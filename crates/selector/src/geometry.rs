//! Geometry query - which links sit under the selection rectangle
//!
//! A plain linear scan over every hyperlink on each call. Nothing is cached
//! between calls: layout can change between two pointer moves.

use dom::{NodeId, PageDocument, Point, SelectionRect};
use url::Url;

/// A hyperlink under the selection, with its resolved target
#[derive(Debug, Clone, PartialEq, Eq)]
pub struct LinkCandidate {
    /// Non-owning reference into the page
    pub element: NodeId,
    pub url: Url,
}

/// Links whose box strictly overlaps the rectangle spanned by `p1` and `p2`.
///
/// Corner order does not matter. Results follow document order. Links
/// without a rendered box or with a non-navigational `href` are skipped.
pub fn query_links_in_rect<P>(page: &P, p1: Point, p2: Point) -> Vec<LinkCandidate>
where
    P: PageDocument + ?Sized,
{
    let rect = SelectionRect::from_points(p1, p2);
    let base = page.base_url();

    page.query_candidates()
        .into_iter()
        .filter(|&element| {
            page.bounding_box(element)
                .map(|bounds| rect.overlaps(&bounds))
                .unwrap_or(false)
        })
        .filter_map(|element| {
            let url = resolve_href(base, page.href(element)?)?;
            Some(LinkCandidate { element, url })
        })
        .collect()
}

/// Resolve a raw `href` against the page location.
///
/// Empty values, in-page fragments and `javascript:` references yield
/// `None`, as do values that do not parse as a URL.
pub fn resolve_href(base: &Url, href: &str) -> Option<Url> {
    let href = href.trim();
    if href.is_empty() || href.starts_with('#') || is_script_reference(href) {
        return None;
    }

    match base.join(href) {
        Ok(url) => Some(url),
        Err(e) => {
            tracing::debug!("Unresolvable href {:?}: {}", href, e);
            None
        }
    }
}

fn is_script_reference(href: &str) -> bool {
    const SCHEME: &str = "javascript:";
    href.get(..SCHEME.len())
        .map(|prefix| prefix.eq_ignore_ascii_case(SCHEME))
        .unwrap_or(false)
}

#[cfg(test)]
mod tests {
    use super::*;
    use dom::{Document, DomNode, DomRect};

    fn page() -> Document {
        Document::new("https://ex.com/x/y").unwrap()
    }

    fn urls(candidates: &[LinkCandidate]) -> Vec<&str> {
        candidates.iter().map(|c| c.url.as_str()).collect()
    }

    #[test]
    fn test_resolves_relative_href() {
        let mut doc = page();
        doc.add_link("/a/b", DomRect::new(10.0, 10.0, 50.0, 20.0)).unwrap();
        doc.add_link("c", DomRect::new(10.0, 40.0, 50.0, 20.0)).unwrap();

        let found = query_links_in_rect(&doc, Point::new(0.0, 0.0), Point::new(100.0, 100.0));
        assert_eq!(urls(&found), vec!["https://ex.com/a/b", "https://ex.com/x/c"]);
    }

    #[test]
    fn test_excludes_fragment_and_script_links() {
        let mut doc = page();
        let inside = DomRect::new(10.0, 10.0, 20.0, 20.0);
        doc.add_link("#top", inside).unwrap();
        doc.add_link("javascript:void(0)", inside).unwrap();
        doc.add_link("  JavaScript:alert(1)", inside).unwrap();
        doc.add_link("", inside).unwrap();
        let kept = doc.add_link("https://other.org/page#frag", inside).unwrap();

        let found = query_links_in_rect(&doc, Point::new(0.0, 0.0), Point::new(100.0, 100.0));
        assert_eq!(found.len(), 1);
        assert_eq!(found[0].element, kept);
        assert_eq!(found[0].url.as_str(), "https://other.org/page#frag");
    }

    #[test]
    fn test_strict_overlap_only() {
        let mut doc = page();
        let overlapping = doc.add_link("/in", DomRect::new(90.0, 90.0, 20.0, 20.0)).unwrap();
        doc.add_link("/edge-right", DomRect::new(100.0, 0.0, 20.0, 20.0)).unwrap();
        doc.add_link("/edge-bottom", DomRect::new(0.0, 100.0, 20.0, 20.0)).unwrap();
        doc.add_link("/far", DomRect::new(300.0, 300.0, 20.0, 20.0)).unwrap();

        let found = query_links_in_rect(&doc, Point::new(0.0, 0.0), Point::new(100.0, 100.0));
        assert_eq!(found.len(), 1);
        assert_eq!(found[0].element, overlapping);
    }

    #[test]
    fn test_corner_order_irrelevant() {
        let mut doc = page();
        doc.add_link("/a", DomRect::new(20.0, 20.0, 10.0, 10.0)).unwrap();
        doc.add_link("/b", DomRect::new(60.0, 20.0, 10.0, 10.0)).unwrap();

        let forward = query_links_in_rect(&doc, Point::new(0.0, 0.0), Point::new(50.0, 50.0));
        let backward = query_links_in_rect(&doc, Point::new(50.0, 50.0), Point::new(0.0, 0.0));
        let mixed = query_links_in_rect(&doc, Point::new(0.0, 50.0), Point::new(50.0, 0.0));
        assert_eq!(forward, backward);
        assert_eq!(forward, mixed);
        assert_eq!(urls(&forward), vec!["https://ex.com/a"]);
    }

    #[test]
    fn test_unrendered_links_and_area_elements() {
        let mut doc = page();
        let body = doc.body();
        doc.append(body, DomNode::element("a").with_attr("href", "/hidden"))
            .unwrap();
        let area = doc
            .append(
                body,
                DomNode::element("area")
                    .with_attr("href", "/map")
                    .with_box(DomRect::new(5.0, 5.0, 5.0, 5.0)),
            )
            .unwrap();

        let found = query_links_in_rect(&doc, Point::new(0.0, 0.0), Point::new(100.0, 100.0));
        assert_eq!(found.len(), 1);
        assert_eq!(found[0].element, area);
    }

    #[test]
    fn test_requery_sees_layout_changes() {
        let mut doc = page();
        let link = doc.add_link("/moving", DomRect::new(10.0, 10.0, 10.0, 10.0)).unwrap();
        let (p1, p2) = (Point::new(0.0, 0.0), Point::new(50.0, 50.0));

        assert_eq!(query_links_in_rect(&doc, p1, p2).len(), 1);
        doc.set_bounding_box(link, Some(DomRect::new(200.0, 10.0, 10.0, 10.0)))
            .unwrap();
        assert!(query_links_in_rect(&doc, p1, p2).is_empty());
    }

    #[test]
    fn test_resolve_href_edge_cases() {
        let base = Url::parse("https://ex.com/x/y").unwrap();
        assert_eq!(resolve_href(&base, "   "), None);
        assert_eq!(resolve_href(&base, "#"), None);
        assert_eq!(resolve_href(&base, "jav"), Some(base.join("jav").unwrap()));
        assert_eq!(
            resolve_href(&base, "//cdn.ex.com/z").unwrap().as_str(),
            "https://cdn.ex.com/z"
        );
        assert_eq!(resolve_href(&base, "http://[::1"), None);
    }
}
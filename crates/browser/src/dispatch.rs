//! Link dispatch - hand a URL list to the privileged side, or open it here
//!
//! The privileged channel is preferred because it can open tabs without
//! stealing focus. When it is missing or fails, every URL is opened through
//! the direct path instead, one attempt per URL, each failure isolated.

use async_trait::async_trait;
use thiserror::Error;
use tokio::sync::mpsc;

use crate::cdp::CDPError;
use crate::messages::OpenLinksRequest;

#[derive(Error, Debug)]
pub enum DispatchError {
    #[error("Link channel closed")]
    ChannelClosed,

    #[error("Link channel rejected request: {0}")]
    Rejected(String),

    #[error("Failed to open {url}: {reason}")]
    OpenFailed { url: String, reason: String },

    #[error("CDP error: {0}")]
    Cdp(#[from] CDPError),
}

/// Privileged message channel to the tab-opening side
#[async_trait]
pub trait LinkChannel: Send + Sync {
    async fn send(&self, request: OpenLinksRequest) -> Result<(), DispatchError>;
}

/// Same-context opener used when the channel is unavailable
pub trait DirectOpener: Send + Sync {
    fn open(&self, url: &str) -> Result<(), DispatchError>;
}

impl<F> DirectOpener for F
where
    F: Fn(&str) -> Result<(), DispatchError> + Send + Sync,
{
    fn open(&self, url: &str) -> Result<(), DispatchError> {
        self(url)
    }
}

/// Which path delivered the links
#[derive(Debug, Clone, Copy, PartialEq, Eq)]
pub enum DispatchRoute {
    Channel,
    Direct,
}

#[derive(Debug, Clone, PartialEq, Eq)]
pub struct DispatchReport {
    pub route: DispatchRoute,
    /// URLs handed off (channel) or opened (direct)
    pub opened: usize,
    pub failed: usize,
}

/// Send `urls` over `channel`, falling back to `direct` on any failure.
///
/// Never fails: the report says what happened.
pub async fn dispatch_open_links(
    channel: Option<&dyn LinkChannel>,
    direct: &dyn DirectOpener,
    urls: Vec<String>,
) -> DispatchReport {
    tracing::info!("Opening {} links: {:?}", urls.len(), urls);

    let Some(channel) = channel else {
        tracing::warn!("Link channel not available, opening links directly");
        return open_links_directly(direct, &urls);
    };

    let count = urls.len();
    match channel.send(OpenLinksRequest::new(urls.clone())).await {
        Ok(()) => DispatchReport {
            route: DispatchRoute::Channel,
            opened: count,
            failed: 0,
        },
        Err(e) => {
            tracing::error!("Failed to send links over channel: {}", e);
            open_links_directly(direct, &urls)
        }
    }
}

/// Open each URL on its own; one failure never stops the rest
pub fn open_links_directly(direct: &dyn DirectOpener, urls: &[String]) -> DispatchReport {
    let mut report = DispatchReport {
        route: DispatchRoute::Direct,
        opened: 0,
        failed: 0,
    };

    for url in urls {
        match direct.open(url) {
            Ok(()) => report.opened += 1,
            Err(e) => {
                tracing::error!("Failed to open URL {}: {}", url, e);
                report.failed += 1;
            }
        }
    }

    report
}

/// In-process channel feeding a background worker
#[derive(Clone)]
pub struct InProcessChannel {
    tx: mpsc::Sender<OpenLinksRequest>,
}

impl InProcessChannel {
    pub fn new(tx: mpsc::Sender<OpenLinksRequest>) -> Self {
        Self { tx }
    }
}

#[async_trait]
impl LinkChannel for InProcessChannel {
    async fn send(&self, request: OpenLinksRequest) -> Result<(), DispatchError> {
        self.tx
            .send(request)
            .await
            .map_err(|_| DispatchError::ChannelClosed)
    }
}

#[cfg(test)]
mod tests {
    use super::*;
    use std::sync::Mutex;

    struct FailingChannel;

    #[async_trait]
    impl LinkChannel for FailingChannel {
        async fn send(&self, _request: OpenLinksRequest) -> Result<(), DispatchError> {
            Err(DispatchError::Rejected("no receiver".into()))
        }
    }

    #[derive(Default)]
    struct RecordingOpener {
        attempts: Mutex<Vec<String>>,
    }

    impl DirectOpener for RecordingOpener {
        fn open(&self, url: &str) -> Result<(), DispatchError> {
            let mut attempts = self.attempts.lock().unwrap();
            attempts.push(url.to_string());
            if attempts.len() == 1 {
                return Err(DispatchError::OpenFailed {
                    url: url.to_string(),
                    reason: "popup blocked".into(),
                });
            }
            Ok(())
        }
    }

    fn urls() -> Vec<String> {
        vec![
            "https://ex.com/1".into(),
            "https://ex.com/2".into(),
            "https://ex.com/3".into(),
        ]
    }

    #[tokio::test]
    async fn test_failed_channel_falls_back_to_every_url() {
        let opener = RecordingOpener::default();
        let channel_ref: &dyn LinkChannel = &FailingChannel;
        let report = dispatch_open_links(Some(channel_ref), &opener, urls()).await;

        assert_eq!(*opener.attempts.lock().unwrap(), urls());
        assert_eq!(
            report,
            DispatchReport {
                route: DispatchRoute::Direct,
                opened: 2,
                failed: 1,
            }
        );
    }

    #[tokio::test]
    async fn test_missing_channel_opens_directly() {
        let opener = RecordingOpener::default();
        let report = dispatch_open_links(None, &opener, urls()).await;

        assert_eq!(report.route, DispatchRoute::Direct);
        assert_eq!(opener.attempts.lock().unwrap().len(), 3);
    }

    #[tokio::test]
    async fn test_channel_delivery() {
        let (tx, mut rx) = mpsc::channel(4);
        let channel = InProcessChannel::new(tx);
        let opener = |_: &str| -> Result<(), DispatchError> { panic!("direct path used") };

        let channel_ref: &dyn LinkChannel = &channel;
        let report = dispatch_open_links(Some(channel_ref), &opener, urls()).await;

        assert_eq!(report.route, DispatchRoute::Channel);
        assert_eq!(rx.recv().await.unwrap().urls, urls());
    }

    #[tokio::test]
    async fn test_closed_channel_falls_back() {
        let (tx, rx) = mpsc::channel(1);
        drop(rx);
        let channel = InProcessChannel::new(tx);
        let opener = RecordingOpener::default();

        let channel_ref: &dyn LinkChannel = &channel;
        let report = dispatch_open_links(Some(channel_ref), &opener, urls()).await;
        assert_eq!(report.route, DispatchRoute::Direct);
        assert_eq!(opener.attempts.lock().unwrap().len(), 3);
    }
}
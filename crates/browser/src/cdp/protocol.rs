//! CDP Protocol Types
//!
//! These are the fundamental types for CDP communication.
//! Keep them minimal - add domain-specific types only when needed.

use serde::{Deserialize, Serialize};
use serde_json::Value;

/// Request ID - monotonically increasing
pub type RequestId = u64;

/// Target ID from Chrome
pub type TargetId = String;

/// CDP Request sent to browser
#[derive(Debug, Clone, Serialize)]
pub struct CDPRequest {
    pub id: RequestId,
    pub method: String,
    #[serde(skip_serializing_if = "Option::is_none")]
    pub params: Option<Value>,
}

/// CDP Response from browser
#[derive(Debug, Clone, Deserialize)]
pub struct CDPResponse {
    pub id: RequestId,
    #[serde(default)]
    pub result: Option<Value>,
    #[serde(default)]
    pub error: Option<ProtocolError>,
}

/// Error object carried in a CDP response
#[derive(Debug, Clone, Deserialize, Serialize)]
pub struct ProtocolError {
    pub code: i32,
    pub message: String,
    #[serde(default)]
    pub data: Option<Value>,
}

/// CDP Event from browser (no request ID)
#[derive(Debug, Clone, Deserialize)]
pub struct CDPEvent {
    pub method: String,
    #[serde(default)]
    pub params: Option<Value>,
}

/// Unified CDP Message (response or event)
#[derive(Debug, Clone, Deserialize)]
#[serde(untagged)]
pub enum CDPMessage {
    Response(CDPResponse),
    Event(CDPEvent),
}

/// Params of Target.createTarget
#[derive(Debug, Clone, Serialize)]
#[serde(rename_all = "camelCase")]
pub struct CreateTargetParams {
    pub url: String,
    /// Open without focusing the new tab
    pub background: bool,
}

/// Result of Target.createTarget
#[derive(Debug, Clone, Deserialize)]
pub struct CreateTargetResult {
    #[serde(rename = "targetId")]
    pub target_id: TargetId,
}
//! Selector configuration
//!
//! Every field has a default, so a partial JSON document (or `{}`) is a
//! valid configuration.

use dom::{OverlayStyle, StyleChannel};
use serde::{Deserialize, Serialize};
use std::time::Duration;

use crate::error::{Result, SelectorError};
use crate::input::Modifiers;

/// Key that must be held when the pointer goes down to start a gesture
#[derive(Debug, Clone, Copy, PartialEq, Eq, Serialize, Deserialize)]
#[serde(rename_all = "lowercase")]
pub enum Modifier {
    Alt,
    Ctrl,
    Shift,
    Meta,
}

impl Modifier {
    pub fn is_held(&self, modifiers: &Modifiers) -> bool {
        match self {
            Modifier::Alt => modifiers.alt,
            Modifier::Ctrl => modifiers.ctrl,
            Modifier::Shift => modifiers.shift,
            Modifier::Meta => modifiers.meta,
        }
    }

    pub fn label(&self) -> &'static str {
        match self {
            Modifier::Alt => "Alt",
            Modifier::Ctrl => "Ctrl",
            Modifier::Shift => "Shift",
            Modifier::Meta => "Meta",
        }
    }
}

/// Values written to the four highlight channels
#[derive(Debug, Clone, PartialEq, Serialize, Deserialize)]
#[serde(default)]
pub struct HighlightStyle {
    pub outline: String,
    pub outline_offset: String,
    pub background_color: String,
    pub transition: String,
}

impl HighlightStyle {
    pub fn value(&self, channel: StyleChannel) -> &str {
        match channel {
            StyleChannel::Outline => &self.outline,
            StyleChannel::OutlineOffset => &self.outline_offset,
            StyleChannel::BackgroundColor => &self.background_color,
            StyleChannel::Transition => &self.transition,
        }
    }
}

impl Default for HighlightStyle {
    fn default() -> Self {
        Self {
            outline: "2px solid #ff4444".to_string(),
            outline_offset: "2px".to_string(),
            background_color: "rgba(255, 68, 68, 0.2)".to_string(),
            transition: "all 0.2s ease".to_string(),
        }
    }
}

#[derive(Debug, Clone, PartialEq, Serialize, Deserialize)]
#[serde(default)]
pub struct SelectorConfig {
    pub modifier: Modifier,

    /// Largest selection opened without refusal
    pub max_links: usize,

    /// Grace period between release and dispatch
    pub dispatch_delay_ms: u64,

    /// Body cursor while dragging
    pub cursor: String,

    pub highlight: HighlightStyle,
    pub overlay: OverlayStyle,
}

impl Default for SelectorConfig {
    fn default() -> Self {
        Self {
            modifier: Modifier::Alt,
            max_links: 10,
            dispatch_delay_ms: 500,
            cursor: "crosshair".to_string(),
            highlight: HighlightStyle::default(),
            overlay: OverlayStyle::default(),
        }
    }
}

impl SelectorConfig {
    /// Parse and validate a JSON config
    pub fn from_json(raw: &str) -> Result<Self> {
        let config: SelectorConfig = serde_json::from_str(raw)?;
        config.validate()?;
        Ok(config)
    }

    pub fn validate(&self) -> Result<()> {
        if self.max_links == 0 {
            return Err(SelectorError::InvalidConfig(
                "max_links must be at least 1".to_string(),
            ));
        }
        if self.cursor.trim().is_empty() {
            return Err(SelectorError::InvalidConfig(
                "cursor must not be empty".to_string(),
            ));
        }
        Ok(())
    }

    pub fn dispatch_delay(&self) -> Duration {
        Duration::from_millis(self.dispatch_delay_ms)
    }
}
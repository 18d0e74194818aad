//! Page capability interface
//!
//! The selection engine never touches a rendering engine directly. It reads
//! geometry and `href` values and writes a handful of inline style channels
//! through this trait, so the same logic runs against a live page binding or
//! the in-memory [`Document`](crate::document::Document).

use serde::{Deserialize, Serialize};
use url::Url;

use crate::error::Result;
use crate::types::{DomRect, NodeId, SelectionRect, StyleChannel};

/// Presentation of the selection overlay element
#[derive(Debug, Clone, PartialEq, Serialize, Deserialize)]
#[serde(default)]
pub struct OverlayStyle {
    pub border: String,
    pub background_color: String,
    pub z_index: i32,
}

impl Default for OverlayStyle {
    fn default() -> Self {
        Self {
            border: "2px dashed #007bff".to_string(),
            background_color: "rgba(0, 123, 255, 0.1)".to_string(),
            z_index: 999_999,
        }
    }
}

/// What the selection engine needs from a live page.
///
/// Element references are non-owning [`NodeId`]s; the page owns the nodes.
pub trait PageDocument {
    /// Every hyperlink element (`a[href]`, `area[href]`) in document order
    fn query_candidates(&self) -> Vec<NodeId>;

    /// Current viewport-relative border box, `None` if not rendered
    fn bounding_box(&self, node: NodeId) -> Option<DomRect>;

    /// Raw `href` attribute value
    fn href(&self, node: NodeId) -> Option<&str>;

    /// Location relative hrefs resolve against
    fn base_url(&self) -> &Url;

    /// Inline value of one style channel, `None` when unset
    fn style(&self, node: NodeId, channel: StyleChannel) -> Option<String>;

    /// Write one inline style channel; `None` unsets it
    fn set_style(&mut self, node: NodeId, channel: StyleChannel, value: Option<&str>);

    /// Append a hidden overlay element to the body
    fn create_overlay(&mut self, style: &OverlayStyle) -> Result<NodeId>;

    /// Position the overlay over `rect` and make it visible
    fn show_overlay(&mut self, overlay: NodeId, rect: SelectionRect);

    fn hide_overlay(&mut self, overlay: NodeId);

    /// Remove the overlay element from the document
    fn remove_overlay(&mut self, overlay: NodeId);

    /// Body cursor; `None` restores the page default
    fn set_cursor(&mut self, cursor: Option<&str>);

    /// Blocking user-visible notice
    fn alert(&mut self, message: &str);
}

****************************************

EXERCISE PROMPT: Report the number of lines in the entries above that include the string "FailingChannel". Give nothing but the number.

OUTPUT FOR THIS TASK: 3